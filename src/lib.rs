//! Write-back page cache for a paginated, write-ahead-logged storage engine.
//!
//! See `DESIGN.md` for the design rationale behind each module, and
//! `SPEC_FULL.md` for the full set of requirements this crate implements.

pub mod buffer_pool;
pub mod cache;
pub mod config;
pub mod directory;
pub mod error;
pub mod events;
pub mod file_io;
pub mod flusher;
pub mod locks;
pub mod page_format;
pub mod page_key;
pub mod pointer;
pub mod registry;
pub mod verify;
pub mod wal;

pub use cache::{CacheStats, WOWCache};
pub use config::CacheConfig;
pub use error::{CacheError, Result};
○ ○ ○ ○ ○
§ WORK ORDER:
Repeat each line, unchanged, from the line that contains "pub mod page_format;" to the end of the listing above.

§ EXPECTED ANSWER:
pub mod page_format;
pub mod page_key;
pub mod pointer;
pub mod registry;
pub mod verify;
pub mod wal;

pub use cache::{CacheStats, WOWCache};
pub use config::CacheConfig;
pub use error::{CacheError, Result};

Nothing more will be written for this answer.